- Developer: NetMake
- Initial release: 2000
- Stable release: 9.12 / February 24, 2025
- Operating system: macOS, Windows, Linux
- Type: PHP code generator
- License: Commercial
- Website: www.scriptcase.net

= Scriptcase =

Scriptcase is a Low-code tool that works as a code generator for systems and web applications in PHP.

The development as well as runtime environment use a webserver like Apache, PHP and an SQL database. In difference to PHP frameworks, after deployment the development software is no longer necessary to run the application.

==Features==
Scriptcase can be used as a mere CRUD (Create, Read, Update and Delete) tool for given database tables, but also enables custom code to manage business rules and validation. It allows to create forms and queries, ranging from simple forms to a high level of complex elements to manipulate data from databases like MySQL, PostgreSQL, SQLite, Interbase, Firebird, Access, Oracle, MS SQLServer, IBM Db2, SyBase, Informix and ODBC connections.

The software facilitates development with JavaScript and allows to create applications with AJAX through a set of features and services, such as navigation between pages or sections, or automatic validation of fields.

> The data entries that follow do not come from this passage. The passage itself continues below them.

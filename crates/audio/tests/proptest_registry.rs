//! Property-based tests for the instance registry
//!
//! Validates:
//! - Reaping removes exactly the handles the engine invalidated
//! - Keys never survive with an empty list
//! - `stop_all` clears everything, valid or not

use proptest::prelude::*;
use soundstage_audio::{AudioEngine, InstanceId, InstanceRegistry, SimEngine, StopMode};
use soundstage_core::{AudioPath, EventKey};
use std::collections::BTreeSet;

const KEYS: [&str; 3] = ["music:theme", "ambience:wind", "sfx:engine"];

/// Plays `plan` (key index, killed?) and returns the registry plus killed handles.
fn populate(
    engine: &mut SimEngine,
    plan: &[(usize, bool)],
) -> (InstanceRegistry, BTreeSet<InstanceId>) {
    let path = AudioPath::parse("event:/Loop").unwrap();
    engine.define_event(&path);

    let mut registry = InstanceRegistry::new();
    let mut killed = BTreeSet::new();
    for &(key, kill) in plan {
        let id = engine.create_instance(&path).unwrap();
        engine.start(id).unwrap();
        registry.track(EventKey::parse(KEYS[key]).unwrap(), id);
        if kill {
            killed.insert(id);
        }
    }
    for &id in &killed {
        engine.stop(id, StopMode::Immediate).unwrap();
    }
    (registry, killed)
}

proptest! {
    /// Property: reap removes exactly the invalid handles
    #[test]
    fn reap_removes_exactly_invalid_handles(
        plan in prop::collection::vec((0usize..KEYS.len(), any::<bool>()), 0..40),
    ) {
        let mut engine = SimEngine::new();
        let (mut registry, killed) = populate(&mut engine, &plan);
        let before = registry.instance_count();

        let removed = registry.reap(&engine);

        prop_assert_eq!(removed, killed.len());
        prop_assert_eq!(registry.instance_count(), before - killed.len());
        for (key, handles) in registry.iter() {
            prop_assert!(!handles.is_empty(), "key {} kept with no handles", key);
            for id in handles {
                prop_assert!(engine.is_valid(*id));
                prop_assert!(!killed.contains(id));
            }
        }

        // A second pass finds nothing.
        prop_assert_eq!(registry.reap(&engine), 0);
    }

    /// Property: stop_all empties the registry regardless of validity
    #[test]
    fn stop_all_clears_everything(
        plan in prop::collection::vec((0usize..KEYS.len(), any::<bool>()), 0..40),
    ) {
        let mut engine = SimEngine::new().with_fadeout(0.0);
        let (mut registry, _) = populate(&mut engine, &plan);

        let removed = registry.stop_all(&mut engine);

        prop_assert_eq!(removed, plan.len());
        prop_assert!(registry.is_empty());
        prop_assert_eq!(engine.live_count(), 0);
    }

    /// Property: track/untrack keeps keys only while they own handles
    #[test]
    fn untrack_prunes_empty_keys(
        plan in prop::collection::vec(0usize..KEYS.len(), 1..20),
    ) {
        let mut registry = InstanceRegistry::new();
        let tracked: Vec<(EventKey, InstanceId)> = plan
            .iter()
            .enumerate()
            .map(|(i, &key)| (EventKey::parse(KEYS[key]).unwrap(), InstanceId(i as u64 + 1)))
            .collect();
        for (key, id) in &tracked {
            registry.track(key.clone(), *id);
        }
        for (key, id) in &tracked {
            prop_assert!(registry.untrack(key, *id));
            prop_assert!(registry.iter().all(|(_, handles)| !handles.is_empty()));
        }
        prop_assert!(registry.is_empty());
    }
}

Report output can be exported to MS Word, MS Excel, PDF or printed. Complex SQL statements can be used like sub-selects, joins and stored procedures. Scriptcase allows users to write PHP code to handle exceptions and create more complex validation. It is also possible to create infrastructure such as menus, login screens and a security system with authentication. Tabs in forms allow to group form pages or queries on the same page. The package also includes a documentation generator that can integrate the developer team.

Platform development began in 2000. Since then, it has been receiving regular updates.

The pricing model includes yearly subscriptions as well as lifetime options. Prices start from 400$ per year for the 'starter' version and reach 1.400$ for a lifetime 'enterprise' package or 650$ per developer which supports more database products.